USING NETWORK MODELS FOR EXPLORING BIOMOLECULAR FUNCTION AT MULTIPLE SCALES FROM PROTEINS TO CHROMOSOMES Ivet Bahar ; Ivet Bahar 1 ; 1 University of Pittsburgh, Computational and Systems Biology, Pittsburgh, PA, USA Network models proved useful in the last two decades in improving our understanding of the coupled dynamics of biomolecules, from individual proteins to supramolecular. Among network models that have been developed for biological applications, elastic network models (ENMs) found wide usage in molecular biology 1 . The global motions predicted by ENMs have proven in numerous applications to provide a good description of molecular machinery and allosteric behavior, opening the way to designing allosteric modulators of protein function. Application to supramolecular structures, including cryo-EM structures, has been a major utility. A major advantage of ENMs is their simplicity and computational efficiency, which enables proteome- scale analyses, applications to large systems such as the entire chromatin, and/or combination with machine learning (ML) algorithms.

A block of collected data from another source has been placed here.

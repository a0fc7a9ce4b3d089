//! End-to-end exercise of `ArtifactStore` against a fake S3-compatible
//! endpoint, standing in for the object store the way `wiremock` stands in
//! for any other HTTP dependency under test.

use wiremock::matchers::{method, path_regex};
use wiremock::{Mock, MockServer, ResponseTemplate};

use epv_storage::{ArtifactStore, ArtifactStoreConfig, DEFAULT_SINGLE_PUT_MAX_BYTES};

const FILE_BODY: &str = "hello from the transcoder\n";

async fn store_against(server: &MockServer) -> ArtifactStore {
    ArtifactStore::new(ArtifactStoreConfig {
        endpoint_url: Some(server.uri()),
        access_key_id: "test-access-key".to_string(),
        secret_access_key: "test-secret-key".to_string(),
        bucket_name: "episode-artifacts".to_string(),
        region: "us-east-1".to_string(),
        ca_bundle_path: None,
        single_put_max_bytes: DEFAULT_SINGLE_PUT_MAX_BYTES,
    })
    .await
    .expect("config is well-formed")
}

#[tokio::test]
async fn upload_file_then_verify_round_trips_through_put_and_head() {
    let server = MockServer::start().await;

    Mock::given(method("PUT"))
        .and(path_regex(r"^/episode-artifacts/.+"))
        .respond_with(ResponseTemplate::new(200))
        .mount(&server)
        .await;

    Mock::given(method("HEAD"))
        .and(path_regex(r"^/episode-artifacts/.+"))
        .respond_with(
            ResponseTemplate::new(200)
                .insert_header("content-length", FILE_BODY.len().to_string().as_str()),
        )
        .mount(&server)
        .await;

    let store = store_against(&server).await;

    let dir = tempfile::tempdir().unwrap();
    let file_path = dir.path().join("720p.m3u8");
    tokio::fs::write(&file_path, FILE_BODY).await.unwrap();

    store
        .upload_file(&file_path, "podcast/ep1/video/hls/720p/720p.m3u8")
        .await
        .expect("upload should succeed against the mock endpoint");
}

#[tokio::test]
async fn upload_file_surfaces_verification_mismatch() {
    let server = MockServer::start().await;

    Mock::given(method("PUT"))
        .and(path_regex(r"^/episode-artifacts/.+"))
        .respond_with(ResponseTemplate::new(200))
        .mount(&server)
        .await;

    // HEAD reports a size that doesn't match what was uploaded — verification
    // must fail rather than silently accept a truncated object.
    Mock::given(method("HEAD"))
        .and(path_regex(r"^/episode-artifacts/.+"))
        .respond_with(ResponseTemplate::new(200).insert_header("content-length", "1"))
        .mount(&server)
        .await;

    let store = store_against(&server).await;

    let dir = tempfile::tempdir().unwrap();
    let file_path = dir.path().join("master.m3u8");
    tokio::fs::write(&file_path, FILE_BODY).await.unwrap();

    let err = store
        .upload_file(&file_path, "podcast/ep1/video/hls/master.m3u8")
        .await
        .unwrap_err();
    assert!(err.to_string().contains("Verification failed"));
}

#[tokio::test]
async fn upload_tree_publishes_every_file_under_the_prefix() {
    let server = MockServer::start().await;

    Mock::given(method("PUT"))
        .and(path_regex(r"^/episode-artifacts/.+"))
        .respond_with(ResponseTemplate::new(200))
        .mount(&server)
        .await;

    // Every file in the fixture tree is padded to the same size so one HEAD
    // mock can answer for all of them.
    Mock::given(method("HEAD"))
        .and(path_regex(r"^/episode-artifacts/.+"))
        .respond_with(
            ResponseTemplate::new(200)
                .insert_header("content-length", FILE_BODY.len().to_string().as_str()),
        )
        .mount(&server)
        .await;

    let store = store_against(&server).await;

    let dir = tempfile::tempdir().unwrap();
    let rendition_dir = dir.path().join("720p");
    tokio::fs::create_dir_all(&rendition_dir).await.unwrap();
    tokio::fs::write(rendition_dir.join("720p.m3u8"), FILE_BODY)
        .await
        .unwrap();
    tokio::fs::write(rendition_dir.join("720p_0000.m4s"), FILE_BODY)
        .await
        .unwrap();
    tokio::fs::write(dir.path().join("master.m3u8"), FILE_BODY)
        .await
        .unwrap();

    let mut uploaded = store
        .upload_tree(dir.path(), "podcast/ep1/video/hls")
        .await
        .expect("tree upload should succeed");
    uploaded.sort();

    assert_eq!(
        uploaded,
        vec![
            "podcast/ep1/video/hls/720p/720p.m3u8".to_string(),
            "podcast/ep1/video/hls/720p/720p_0000.m4s".to_string(),
            "podcast/ep1/video/hls/master.m3u8".to_string(),
        ]
    );
}

#[tokio::test]
async fn check_connectivity_succeeds_when_bucket_head_responds() {
    let server = MockServer::start().await;

    Mock::given(method("HEAD"))
        .and(path_regex(r"^/episode-artifacts/?$"))
        .respond_with(ResponseTemplate::new(200))
        .mount(&server)
        .await;

    let store = store_against(&server).await;
    store
        .check_connectivity()
        .await
        .expect("connectivity check should succeed against the mock endpoint");
}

Such a recent ML approach that incorporates ENM predictions in addition to sequence and structure data proved to yield an accurate assessment of the effect of mutations on function, compared to those based on sequence and structure exclusively 2,3 . Another recent adaptation to modeling human chromosomal 3D dynamics showed the close correspondence between the spatial mobilities of gene loci and the expression levels of the corresponding genes 4 . These recent developments and future directions will be discussed. References 1 1. Krieger JM, Doruker P, Scott AL, Perahia D, Bahar I. (2020) Towards Gaining Sight of Multiscale Events: Utilizing Network Models and Normal Modes in Hybrid Methods. Curr Opin Struct Biol 64:34-41. 2. Ponzoni L, Bahar I. (2018) Structural dynamics is a determinant of the functional significance of missense variants. Proc Natl Acad Sci USA 115: 4164-4163. Ponzoni L, Penaherrera DA, Oltvai ZN, and Bahar I (2020) Rhapsody: Predicting the pathogenicity of human missense variants. Bioinformatics 36:3084-3092. 4. Zhang S, Chen F, Bahar I. (2020) Differences in the Intrinsic Spatial Dynamics of the Chromatin Contribute to Cell Differentiation. Nucleic Acids Res 48, 1131-1145.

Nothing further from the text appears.